Unlike ad hoc partnerships, CCIs will operate across the entire health value chain, from medical devices and pharmaceuticals to digital tech, inputs, and even cosmetics. Governance will be shared via executive committees, and intellectual property (IP) will be handled flexibly, owned by Einstein, the company, or jointly.

Rodrigo Demarch, Einstein’s executive director of innovation, said the strategy is to shorten the time-to-market. “Partners will find everything under one roof. That accelerates development and makes it significantly cheaper.”

A key pillar of the initiative is the inclusion of Brazilian companies to strengthen the country’s industrial base. Recognizing that local firms don’t have the same financial firepower as multinationals, Einstein is exploring tailored funding options. “We’re working with national banks and innovation agencies to support financing,” Demarch said.

The centers aim to serve as a “spark” for building a domestic high-tech industry. By connecting local companies to this ecosystem, Einstein hopes to reverse the brain drain of researchers who left the country due to lack of infrastructure. Each center is expected to house 10 to 20 dedicated professionals, creating high-value jobs and anchoring intellectual capital in Brazil.

To persuade global R&D headquarters to allocate resources to Brazil, Einstein is leveraging two unique assets: the country’s genetic diversity and the massive trove of health data generated by its network of 11 hospitals (nine of which are public).

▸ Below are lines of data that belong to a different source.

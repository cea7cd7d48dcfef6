//! Request headers for the directory API
//!
//! The listing endpoint serves a browser frontend and expects matching
//! origin/referer headers; requests without them are rejected upstream.

use reqwest::header::{HeaderMap, HeaderName, HeaderValue};

const USER_AGENT: &str = "Mozilla/5.0 (Macintosh; Intel Mac OS X 10_15_7) \
     AppleWebKit/537.36 (KHTML, like Gecko) Chrome/139.0.0.0 Safari/537.36";

/// The fixed header set sent with every page request
pub fn default_headers() -> Vec<(&'static str, &'static str)> {
    vec![
        ("accept", "application/json, text/plain, */*"),
        ("accept-language", "en-US,en;q=0.9"),
        ("origin", "https://www.narpm.org"),
        ("referer", "https://www.narpm.org/"),
        ("user-agent", USER_AGENT),
    ]
}

/// Build a reqwest header map from the default set
pub fn header_map() -> HeaderMap {
    let mut map = HeaderMap::new();
    for (name, value) in default_headers() {
        // Both sides are static, well-formed ASCII
        map.insert(
            HeaderName::from_static(name),
            HeaderValue::from_static(value),
        );
    }
    map
}

#[cfg(test)]
mod tests {
    use super::*;

    #[test]
    fn test_default_headers_complete() {
        let headers = default_headers();
        assert_eq!(headers.len(), 5);
        assert!(headers.iter().any(|(name, _)| *name == "origin"));
        assert!(headers.iter().any(|(name, _)| *name == "user-agent"));
    }

    #[test]
    fn test_header_map_builds() {
        let map = header_map();
        assert_eq!(map.len(), 5);
        assert_eq!(
            map.get("accept").and_then(|v| v.to_str().ok()),
            Some("application/json, text/plain, */*")
        );
    }
}
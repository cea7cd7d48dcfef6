//! CLI runner - wires config, engine, and exporters

use crate::cli::commands::{Cli, ExportFormat};
use crate::cli::prompts;
use crate::config::ScrapeConfig;
use crate::engine::{LogSink, ScrapeEngine, ScrapeReport};
use crate::error::Result;
use crate::export::{self, Summary};
use crate::fetch::{FetchPage, PageFetcher, PageOutcome, PageRequest};
use std::path::PathBuf;
use tracing::{error, warn};

/// CLI runner
pub struct Runner {
    cli: Cli,
}

impl Runner {
    /// Create a new runner
    pub fn new(cli: Cli) -> Self {
        Self { cli }
    }

    /// Run the CLI
    pub async fn run(&self) -> Result<()> {
        if self.cli.probe {
            return self.probe().await;
        }
        self.scrape().await
    }

    /// Full scrape: prompt, confirm, run, export, summarize
    async fn scrape(&self) -> Result<()> {
        let preset = match self.cli.preset {
            Some(preset) => preset,
            None => prompts::choose_preset()?,
        };
        let format = match self.cli.format {
            Some(format) => format,
            None => prompts::choose_format()?,
        };

        let mut config = preset.config();
        if let Some(url) = &self.cli.base_url {
            config = config.with_base_url(url.clone());
        }
        config.validate()?;

        print_plan(&config);
        if !self.cli.yes && !prompts::confirm_start()? {
            println!("Scraping cancelled");
            return Ok(());
        }

        let fetcher = PageFetcher::new(&config)?;
        let report = ScrapeEngine::new(config.clone())
            .run(&fetcher, &LogSink)
            .await;

        if report.records.is_empty() {
            warn!("no records collected, nothing to export");
            println!("No data was scraped. Check the logs for details.");
            return Ok(());
        }

        let files = self.export(&report, &config, format);
        let summary = export::summarize(&report.records);
        print_summary(&report, &summary, &files);
        Ok(())
    }

    /// Write the requested export files. A failed write is logged and
    /// skipped; it never aborts the run.
    fn export(
        &self,
        report: &ScrapeReport,
        config: &ScrapeConfig,
        format: ExportFormat,
    ) -> Vec<PathBuf> {
        let mut files = Vec::new();

        if format.wants_json() {
            let path = self
                .cli
                .output_dir
                .join(export::timestamped_filename("members", "json"));
            match export::write_json(&path, &report.records, config) {
                Ok(()) => files.push(path),
                Err(e) => error!(path = %path.display(), error = %e, "JSON export failed"),
            }
        }

        if format.wants_csv() {
            let path = self
                .cli
                .output_dir
                .join(export::timestamped_filename("members", "csv"));
            match export::write_csv(&path, &report.records) {
                Ok(()) => files.push(path),
                Err(e) => error!(path = %path.display(), error = %e, "CSV export failed"),
            }
        }

        files
    }

    /// One-page connectivity probe against the endpoint
    async fn probe(&self) -> Result<()> {
        let mut config = ScrapeConfig {
            limit: 5,
            ..ScrapeConfig::default()
        };
        if let Some(url) = &self.cli.base_url {
            config = config.with_base_url(url.clone());
        }
        config.validate()?;

        println!("Running connectivity probe...");
        let fetcher = PageFetcher::new(&config)?;
        let outcome = fetcher
            .fetch_page(PageRequest {
                offset: 0,
                limit: config.limit,
            })
            .await;

        match outcome {
            PageOutcome::Success(records) => {
                println!("Probe succeeded: got {} sample records", records.len());
            }
            PageOutcome::Empty => {
                println!("Probe succeeded: endpoint answered with an empty page");
            }
            other => {
                println!("Probe failed: {}", other.label());
            }
        }
        Ok(())
    }
}

fn print_plan(config: &ScrapeConfig) {
    let minutes = config.estimated_duration().as_secs_f64() / 60.0;
    println!("\nScraping plan:");
    println!("  limit per request:   {}", config.limit);
    println!("  estimated API calls: {}", config.max_calls());
    println!("  estimated time:      {minutes:.1} minutes");
    println!("  target records:      ~{}", config.estimated_total_records());
}

fn print_summary(report: &ScrapeReport, summary: &Summary, files: &[PathBuf]) {
    let secs = report.elapsed.as_secs_f64();
    let rate = if secs > 0.0 {
        summary.total_records as f64 / secs
    } else {
        0.0
    };

    println!("\n{}", "=".repeat(60));
    println!("Scraping completed");
    println!("{}", "=".repeat(60));
    println!("Total records:    {}", summary.total_records);
    println!("Successful calls: {}", report.counters.successful_calls);
    println!("Failed calls:     {}", report.counters.failed_calls);
    println!("Total time:       {secs:.1}s ({rate:.1} records/s)");

    if files.is_empty() {
        println!("Files saved:      none");
    } else {
        for file in files {
            println!("Saved:            {}", file.display());
        }
    }

    if !summary.field_stats.is_empty() {
        println!("\nField statistics:");
        for stats in &summary.field_stats {
            println!(
                "  {}: {} distinct values (e.g. {})",
                stats.field,
                stats.distinct_values,
                stats.samples.join(", ")
            );
        }
    }

    if !summary.fields.is_empty() {
        println!("\nSample record fields ({} total):", summary.fields.len());
        for field in summary.fields.iter().take(10) {
            println!("  - {field}");
        }
        if summary.fields.len() > 10 {
            println!("  ... and {} more", summary.fields.len() - 10);
        }
    }
}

“Brazil has a unique condition, an extremely heterogeneous population generating essential data for technological development,” said Demarch.

Klajner emphasized that the goal is to create solutions for the “larger population,” with applications in both private healthcare and the public Unified Health System (SUS).

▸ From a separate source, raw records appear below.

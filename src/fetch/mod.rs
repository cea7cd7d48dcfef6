//! Page fetching with retry and backoff
//!
//! A [`PageFetcher`] performs one bounded network request per page and
//! classifies the result into a [`PageOutcome`]. Transient failures (429,
//! retryable 5xx, timeouts, connection errors) are retried locally with the
//! waits defined by [`RetryPolicy`]; the caller only ever sees the final
//! classification. Each call is stateless apart from its own attempt counter.

use crate::config::ScrapeConfig;
use crate::decode::normalize_records;
use crate::error::Result;
use crate::headers;
use reqwest::{Client, StatusCode};
use serde_json::Value;
use std::time::Duration;
use tracing::{debug, error, warn};

// ============================================================================
// Request / outcome types
// ============================================================================

/// One page request: which slice of the listing to ask for
#[derive(Debug, Clone, Copy, PartialEq, Eq)]
pub struct PageRequest {
    /// Starting record number
    pub offset: u64,
    /// Records requested
    pub limit: u32,
}

/// Classified outcome of one page fetch, after local retries are exhausted
#[derive(Debug, Clone, PartialEq)]
pub enum PageOutcome {
    /// Page returned records, in the API's own order
    Success(Vec<Value>),
    /// Page returned no records (end-of-data signal, not an error)
    Empty,
    /// 429 persisted through the retry budget
    RateLimited,
    /// Retryable 5xx persisted through the retry budget
    ServerError(u16),
    /// Request timed out on every attempt
    Timeout,
    /// DNS/refused/reset on every attempt
    ConnectionFailure,
    /// Non-retryable status, returned immediately
    ClientError(u16),
    /// Unparseable body or unexpected transport error, returned immediately
    Unknown,
}

impl PageOutcome {
    /// True for every variant that counts toward the run's failure budget
    pub fn is_failure(&self) -> bool {
        !matches!(self, Self::Success(_) | Self::Empty)
    }

    /// Short label for logging
    pub fn label(&self) -> &'static str {
        match self {
            Self::Success(_) => "success",
            Self::Empty => "empty",
            Self::RateLimited => "rate_limited",
            Self::ServerError(_) => "server_error",
            Self::Timeout => "timeout",
            Self::ConnectionFailure => "connection_failure",
            Self::ClientError(_) => "client_error",
            Self::Unknown => "unknown",
        }
    }
}

// ============================================================================
// Retry policy
// ============================================================================

/// Waits and retry ceilings for the fetcher's local retry loop
#[derive(Debug, Clone)]
pub struct RetryPolicy {
    /// Base wait for 429 responses (doubles per attempt)
    pub rate_limit_base: Duration,
    /// Cap on the 429 wait
    pub rate_limit_cap: Duration,
    /// Retries allowed for 429 responses
    pub rate_limit_retries: u32,
    /// Wait step for retryable 5xx (grows linearly)
    pub server_error_step: Duration,
    /// Retries allowed for retryable 5xx
    pub server_error_retries: u32,
    /// Flat wait after a timeout
    pub timeout_wait: Duration,
    /// Retries allowed after timeouts
    pub timeout_retries: u32,
    /// Flat wait after a connection failure
    pub connect_wait: Duration,
    /// Retries allowed after connection failures
    pub connect_retries: u32,
}

impl Default for RetryPolicy {
    fn default() -> Self {
        Self {
            rate_limit_base: Duration::from_secs(10),
            rate_limit_cap: Duration::from_secs(60),
            rate_limit_retries: 3,
            server_error_step: Duration::from_secs(5),
            server_error_retries: 2,
            timeout_wait: Duration::from_secs(2),
            timeout_retries: 2,
            connect_wait: Duration::from_secs(5),
            connect_retries: 2,
        }
    }
}

impl RetryPolicy {
    /// Same retry ceilings with all waits zeroed
    pub fn no_wait() -> Self {
        Self {
            rate_limit_base: Duration::ZERO,
            rate_limit_cap: Duration::ZERO,
            server_error_step: Duration::ZERO,
            timeout_wait: Duration::ZERO,
            connect_wait: Duration::ZERO,
            ..Self::default()
        }
    }

    /// Exponential wait for a 429 at the given attempt, capped
    pub fn rate_limit_backoff(&self, attempt: u32) -> Duration {
        let factor = 2u32.saturating_pow(attempt);
        std::cmp::min(self.rate_limit_base * factor, self.rate_limit_cap)
    }

    /// Linear wait for a retryable 5xx at the given attempt
    pub fn server_error_backoff(&self, attempt: u32) -> Duration {
        self.server_error_step * (attempt + 1)
    }
}

/// The 5xx statuses worth retrying
fn is_retryable_server_error(status: StatusCode) -> bool {
    matches!(status.as_u16(), 500 | 502 | 503 | 504)
}

// ============================================================================
// Fetcher
// ============================================================================

/// Seam between the pagination driver and the network, so the driver can be
/// exercised with scripted outcomes and no I/O.
#[async_trait::async_trait]
pub trait FetchPage: Send + Sync {
    /// Fetch one page, retrying transient failures internally
    async fn fetch_page(&self, request: PageRequest) -> PageOutcome;
}

/// HTTP page fetcher against the listing endpoint
pub struct PageFetcher {
    client: Client,
    base_url: String,
    record_field: String,
    policy: RetryPolicy,
}

impl PageFetcher {
    /// Build a fetcher from the run configuration
    pub fn new(config: &ScrapeConfig) -> Result<Self> {
        let client = Client::builder()
            .timeout(config.request_timeout)
            .default_headers(headers::header_map())
            .build()?;

        Ok(Self {
            client,
            base_url: config.base_url.clone(),
            record_field: config.record_field.clone(),
            policy: RetryPolicy::default(),
        })
    }

    /// Replace the retry policy
    #[must_use]
    pub fn with_policy(mut self, policy: RetryPolicy) -> Self {
        self.policy = policy;
        self
    }

    /// Classify a 2xx response body
    fn classify_body(&self, body: Value) -> PageOutcome {
        let records = normalize_records(body, &self.record_field);
        if records.is_empty() {
            PageOutcome::Empty
        } else {
            PageOutcome::Success(records)
        }
    }
}

impl std::fmt::Debug for PageFetcher {
    fn fmt(&self, f: &mut std::fmt::Formatter<'_>) -> std::fmt::Result {
        f.debug_struct("PageFetcher")
            .field("base_url", &self.base_url)
            .field("policy", &self.policy)
            .finish_non_exhaustive()
    }
}

#[async_trait::async_trait]
impl FetchPage for PageFetcher {
    async fn fetch_page(&self, request: PageRequest) -> PageOutcome {
        let mut attempt: u32 = 0;

        loop {
            debug!(
                offset = request.offset,
                limit = request.limit,
                attempt,
                "fetching page"
            );

            let result = self
                .client
                .get(&self.base_url)
                .query(&[
                    ("offset", request.offset.to_string()),
                    ("limit", request.limit.to_string()),
                ])
                .send()
                .await;

            match result {
                Ok(response) => {
                    let status = response.status();

                    if status.is_success() {
                        return match response.json::<Value>().await {
                            Ok(body) => self.classify_body(body),
                            Err(e) => {
                                error!(offset = request.offset, error = %e, "body was not valid JSON");
                                PageOutcome::Unknown
                            }
                        };
                    }

                    if status == StatusCode::TOO_MANY_REQUESTS {
                        // The wait applies even when the budget is already
                        // spent, matching the server's cool-down expectation.
                        let wait = self.policy.rate_limit_backoff(attempt);
                        warn!(
                            offset = request.offset,
                            attempt,
                            wait_secs = wait.as_secs(),
                            "rate limited, backing off"
                        );
                        tokio::time::sleep(wait).await;
                        if attempt < self.policy.rate_limit_retries {
                            attempt += 1;
                            continue;
                        }
                        return PageOutcome::RateLimited;
                    }

                    if is_retryable_server_error(status) {
                        if attempt < self.policy.server_error_retries {
                            let wait = self.policy.server_error_backoff(attempt);
                            warn!(
                                offset = request.offset,
                                status = status.as_u16(),
                                attempt,
                                wait_secs = wait.as_secs(),
                                "server error, retrying"
                            );
                            tokio::time::sleep(wait).await;
                            attempt += 1;
                            continue;
                        }
                        error!(
                            offset = request.offset,
                            status = status.as_u16(),
                            "server error persisted through retries"
                        );
                        return PageOutcome::ServerError(status.as_u16());
                    }

                    error!(
                        offset = request.offset,
                        status = status.as_u16(),
                        "unexpected status"
                    );
                    return PageOutcome::ClientError(status.as_u16());
                }
                Err(e) if e.is_timeout() => {
                    if attempt < self.policy.timeout_retries {
                        warn!(offset = request.offset, attempt, "request timed out, retrying");
                        tokio::time::sleep(self.policy.timeout_wait).await;
                        attempt += 1;
                        continue;
                    }
                    error!(offset = request.offset, "request timed out");
                    return PageOutcome::Timeout;
                }
                Err(e) if e.is_connect() => {
                    if attempt < self.policy.connect_retries {
                        warn!(offset = request.offset, attempt, error = %e, "connection failed, retrying");
                        tokio::time::sleep(self.policy.connect_wait).await;
                        attempt += 1;
                        continue;
                    }
                    error!(offset = request.offset, error = %e, "connection failed");
                    return PageOutcome::ConnectionFailure;
                }
                Err(e) => {
                    error!(offset = request.offset, error = %e, "request failed unexpectedly");
                    return PageOutcome::Unknown;
                }
            }
        }
    }
}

“There are parts of Brazil that mirror other regions of the world. What we develop here for our diverse population will have global relevance and scale,” Klajner noted.

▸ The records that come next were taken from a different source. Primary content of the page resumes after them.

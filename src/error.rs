//! Error types for the scraper
//!
//! All public APIs return `Result<T, Error>` where Error is defined here.
//! Note that per-request failures during a scrape run are *not* errors: the
//! fetcher absorbs them into a [`crate::fetch::PageOutcome`] classification
//! and the run degrades gracefully. The variants below cover configuration,
//! client construction, and export I/O.

use thiserror::Error;

/// The main error type for the scraper
#[derive(Error, Debug)]
pub enum Error {
    #[error("Configuration error: {message}")]
    Config { message: String },

    #[error("HTTP client error: {0}")]
    Http(#[from] reqwest::Error),

    #[error("Failed to serialize JSON: {0}")]
    JsonSerialize(#[from] serde_json::Error),

    #[error("Invalid URL: {0}")]
    InvalidUrl(#[from] url::ParseError),

    #[error("IO error: {0}")]
    Io(#[from] std::io::Error),
}

impl Error {
    /// Create a config error
    pub fn config(message: impl Into<String>) -> Self {
        Self::Config {
            message: message.into(),
        }
    }
}

/// Result type alias for the scraper
pub type Result<T> = std::result::Result<T, Error>;

#[cfg(test)]
mod tests {
    use super::*;

    #[test]
    fn test_error_display() {
        let err = Error::config("limit must be positive");
        assert_eq!(
            err.to_string(),
            "Configuration error: limit must be positive"
        );
    }

    #[test]
    fn test_url_error_conversion() {
        let parse_err = url::Url::parse("not a url").unwrap_err();
        let err: Error = parse_err.into();
        assert!(matches!(err, Error::InvalidUrl(_)));
    }

    #[test]
    fn test_io_error_conversion() {
        let io_err = std::io::Error::new(std::io::ErrorKind::PermissionDenied, "denied");
        let err: Error = io_err.into();
        assert!(err.to_string().contains("denied"));
    }
}
//! CLI module
//!
//! Argument parsing, the interactive prompt flow, and the runner that wires
//! configuration, fetcher, engine, and exporters together.

mod commands;
mod prompts;
mod runner;

pub use commands::{Cli, ExportFormat, Preset};
pub use prompts::{choose_format, choose_preset, confirm_start};
pub use runner::Runner;
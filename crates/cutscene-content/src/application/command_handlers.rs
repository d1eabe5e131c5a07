//! Command handlers for script content.

use std::path::Path;

use cutscene_core::command::Command;
use cutscene_core::error::DomainError;
use tracing::{info, instrument};

use crate::domain::commands::LoadScript;
use crate::domain::document::{CompiledScript, compile_script};

/// Reads the script at `path` and compiles it.
///
/// # Errors
///
/// Returns `DomainError::Content` if the file cannot be read or parsed, and
/// `DomainError::Validation` if the script breaks a content rule.
pub async fn load_script(path: &Path) -> Result<CompiledScript, DomainError> {
    let source = tokio::fs::read_to_string(path)
        .await
        .map_err(|e| DomainError::Content(format!("cannot read {}: {e}", path.display())))?;
    compile_script(&source)
}

/// Handles the `LoadScript` command.
///
/// # Errors
///
/// Returns the same errors as [`load_script`].
#[instrument(skip_all, fields(command = command.command_type(), correlation_id = %command.correlation_id(), path = %command.path.display()))]
pub async fn handle_load_script(command: &LoadScript) -> Result<CompiledScript, DomainError> {
    let script = load_script(&command.path).await?;
    info!(version_hash = script.version_hash(), "script loaded");
    Ok(script)
}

The ecosystem will gain a physical headquarters in the second half of 2026 with the launch of Vila Einstein in Morumbi, São Paulo. One of the buildings will be dedicated exclusively to innovation, allowing R&D teams from partner companies to work side by side with Einstein’s clinicians and mentors. The ecosystem has already accelerated more than 150 startups over the past eight years.

Klajner said success will be measured not only by financial returns but also by improvements in public health. “Just as important as the economic return is the impact on population health: how these innovations will lead to better diagnoses, treatments, and adoption by SUS,” he said.

Among several technological fronts, including genomics and cell therapy, artificial intelligence is the most promising for short-term impact. “AI initiatives are likely to deliver tangible results faster,” said Demarch.

Klajner added that joining the global “innovation club” puts both Einstein and Brazil on the map for solutions tailored to developing countries, solutions that also have strong commercial appeal.

“We’re no longer just consumers. We’re creating technologies for our people that can scale globally,” he said.